Satpula is a remarkable ancient water harvesting dam or weir located about 800 m east of the Khirki Masjid that is integral to the compound wall of the medieval fourth city of the Jahanpanah in Delhi, with its construction credited to the reign of Sultan Muhammad Shah Tughlaq (Muhammad bin Tughluq) (1325–1351) of the Tughlaq Dynasty.

The objective of building the weir was for providing water for irrigation and also, as a part of the city wall, to provide defense security to the city against attacking armies.

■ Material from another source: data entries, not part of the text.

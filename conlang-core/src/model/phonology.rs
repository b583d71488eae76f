use std::collections::HashMap;

use indexmap::IndexMap;
use log::{debug, trace};
use rand::Rng;
use regex::Regex;
use serde::Deserialize;

use super::language_data::ConlangData;
use super::tokenizer::SigilTable;
use crate::error::{ConfigError, ConlangError};

/// Words with this many tokens or more are never reduplicated.
pub const MAX_REDUPLICATION_TOKENS: usize = 6;

/// Vowel harmony classes and per-class substitutions (`harmonyRules` key).
#[derive(Deserialize, Debug, Clone)]
#[serde(rename_all = "camelCase")]
pub struct HarmonyRules {
	pub vowel_classes: IndexMap<String, Vec<String>>,
	pub counterparts: IndexMap<String, HashMap<String, String>>,
}

impl HarmonyRules {
	/// Harmony class of `vowel`. When several classes list it, the last
	/// one in document order wins.
	pub fn class_of(&self, vowel: &str) -> Option<&str> {
		self.vowel_classes
			.iter()
			.filter(|(_, members)| members.iter().any(|m| m == vowel))
			.map(|(class, _)| class.as_str())
			.last()
	}

	/// Substitute for `phoneme` under `class`, or the phoneme itself.
	pub fn counterpart<'a>(&'a self, class: &str, phoneme: &'a str) -> &'a str {
		self.counterparts
			.get(class)
			.and_then(|substitutions| substitutions.get(phoneme))
			.map(String::as_str)
			.unwrap_or(phoneme)
	}
}

/// One named group of ordered regex rewrites.
#[derive(Debug, Clone)]
pub struct ReplacementGroup {
	name: String,
	rules: Vec<(Regex, String)>,
}

impl ReplacementGroup {
	/// Compiles every `pattern -> replacement` pair of a group, in order.
	///
	/// Replacements use `\1`-style group references, which are rewritten
	/// to the `${1}` syntax of the `regex` crate.
	pub fn compile(name: String, rules: IndexMap<String, String>) -> Result<Self, ConfigError> {
		let rules = rules
			.into_iter()
			.map(|(pattern, replacement)| {
				let regex = Regex::new(&pattern).map_err(|source| ConfigError::InvalidPattern {
					group: name.clone(),
					pattern: pattern.clone(),
					source,
				})?;
				Ok((regex, translate_replacement(&replacement)))
			})
			.collect::<Result<Vec<_>, ConfigError>>()?;
		Ok(Self { name, rules })
	}

	pub fn name(&self) -> &str {
		&self.name
	}

	/// Applies each rule of the group in order; later rules see the output
	/// of earlier ones.
	pub fn apply(&self, surface: &str) -> String {
		self.rules.iter().fold(surface.to_owned(), |word, (regex, replacement)| {
			regex.replace_all(&word, replacement.as_str()).into_owned()
		})
	}
}

/// Rewrites `\N` group references to `${N}`, escapes `$` and folds `\\`.
fn translate_replacement(replacement: &str) -> String {
	let mut translated = String::with_capacity(replacement.len());
	let mut chars = replacement.chars().peekable();
	while let Some(c) = chars.next() {
		match c {
			'$' => translated.push_str("$$"),
			'\\' if chars.peek().is_some_and(char::is_ascii_digit) => {
				let group: String = std::iter::from_fn(|| chars.next_if(char::is_ascii_digit)).collect();
				translated.push_str(&format!("${{{group}}}"));
			}
			'\\' if chars.peek() == Some(&'\\') => {
				chars.next();
				translated.push('\\');
			}
			_ => translated.push(c),
		}
	}
	translated
}

/// Post-processing passes applied to an assembled word.
///
/// The passes run in a fixed order: harmony over the token sequence, then
/// optional reduplication, then regex replacement over every surface form.
pub struct Phonology<'a> {
	data: &'a ConlangData,
}

impl<'a> Phonology<'a> {
	pub fn new(data: &'a ConlangData) -> Self {
		Self { data }
	}

	/// First vowel of the word.
	pub fn nucleus<'w>(&self, word: &'w [String]) -> Option<&'w str> {
		word.iter().map(String::as_str).find(|token| self.data.is_vowel(token))
	}

	/// Harmonizes every token against the class of the word's nucleus.
	///
	/// Words without a nucleus, or languages without harmony rules, are
	/// returned unchanged.
	///
	/// # Errors
	/// `UngroupedVowel` if the nucleus is in no harmony class.
	pub fn harmonize(&self, word: &[String]) -> Result<Vec<String>, ConlangError> {
		let (Some(rules), Some(nucleus)) = (self.data.harmony_rules(), self.nucleus(word)) else {
			return Ok(word.to_vec());
		};

		let class = rules
			.class_of(nucleus)
			.ok_or_else(|| ConlangError::UngroupedVowel(nucleus.to_owned()))?;
		trace!("harmonizing {word:?} to class {class:?}");

		Ok(word.iter().map(|token| rules.counterpart(class, token).to_owned()).collect())
	}

	/// Reduplicated variant of `word`, when the reduplication draw fires.
	///
	/// Only words shorter than `MAX_REDUPLICATION_TOKENS` qualify.
	pub fn reduplicate<R: Rng + ?Sized>(&self, word: &[String], rng: &mut R) -> Option<Vec<String>> {
		let chance = self.data.tunings().reduplication_chance()?;
		if !rng.random_bool(chance) || word.is_empty() || word.len() >= MAX_REDUPLICATION_TOKENS {
			return None;
		}
		Some(self.reduplicated(word))
	}

	/// Doubles `word`, giving the second half a toggled onset voicing.
	///
	/// `todu` becomes `todudodu` with `t <-> d` voicing rules.
	/// With `reduplicateWithInitialVoicing` set to `false` the copy is plain.
	pub fn reduplicated(&self, word: &[String]) -> Vec<String> {
		let mut reduplicated = word.to_vec();
		if reduplicated.is_empty() {
			return reduplicated;
		}
		let voicing = self.data.tunings().reduplicate_with_initial_voicing.unwrap_or(true);

		if voicing {
			let onset = self.data.toggle_voicing(&reduplicated[0]).to_owned();
			reduplicated[0] = onset;
		}
		reduplicated.extend_from_within(..);
		if voicing {
			let onset = self.data.toggle_voicing(&reduplicated[0]).to_owned();
			reduplicated[0] = onset;
		}
		reduplicated
	}

	/// Runs every replacement group, in document order, over `surface`.
	pub fn apply_replacements(&self, surface: &str) -> String {
		self.data
			.replacement_rules()
			.iter()
			.fold(surface.to_owned(), |word, group| {
				let replaced = group.apply(&word);
				if replaced != word {
					trace!("replacement group {}: {word} -> {replaced}", group.name());
				}
				replaced
			})
	}

	/// Full post-processing of one assembled word.
	///
	/// Returns the surface form, followed by the reduplicated surface form
	/// when reduplication fires.
	pub fn process<R: Rng + ?Sized>(&self, word: &[String], rng: &mut R) -> Result<Vec<String>, ConlangError> {
		let harmonized = self.harmonize(word)?;
		let mut forms = vec![SigilTable::detokenize(&harmonized)];
		if let Some(reduplicated) = self.reduplicate(&harmonized, rng) {
			debug!("reduplicated {harmonized:?}");
			forms.push(SigilTable::detokenize(&reduplicated));
		}
		Ok(forms.iter().map(|form| self.apply_replacements(form)).collect())
	}
}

Satpula is a usage in Hindi languages, which literally means "seven bridges".

==History==
During the second decade of the rule of Sultan Muhammad Shah Tughlaq, the economic conditions of the Delhi Sultanate were in distress due to very high expenses incurred on the war campaign in South India (Deccan) and also due to the Sultan establishing his southern capital at Daulatabad. Both these acts necessitated increasing taxes to enhance the treasury coffers to meet the large expenses. But people were dissatisfied and distressed with these developments. Some tribal groups, such as the Chaghatai tribes, had launched raids on many places in North India and even posed serious threats to Delhi, when the Sultan was on his south Indian campaign. In the period between 1334 and 1344, repeated droughts had caused famines that were further compounded by the Black Plague. These two natural calamities had added to the suffering of the people in the country. Urgent solutions had to be found to remedy the distress conditions. One of the viable options planned was building the Satpula, the seven arches bridge or gate controlled weir or dam, to tap the water resources of the local nullah (stream) on Southern Delhi Ridge feeding the Yamuna river, which could be used to bring large areas of flat land in the vicinity under controlled irrigated agriculture to grow food crops to stem the famine conditions. This solution was also thought to provide the much needed defense to the walls of the newly built city of Jahanpanah.

==Topography ==
The location of the Satpula, which is a part of the east-west wall protecting the southern part of Jahanpanah, drains a catchment comprising a series of low hills on the south, east, and west. The stream draining the catchment area, known as Barapulla Nallah was planned to be tapped to store the run-off water of the catchment. Command area for irrigation was identified in a large open plain on the northern side for providing water supplies from the proposed storage behind the Satpula, to grow irrigated crops to sustain a large population.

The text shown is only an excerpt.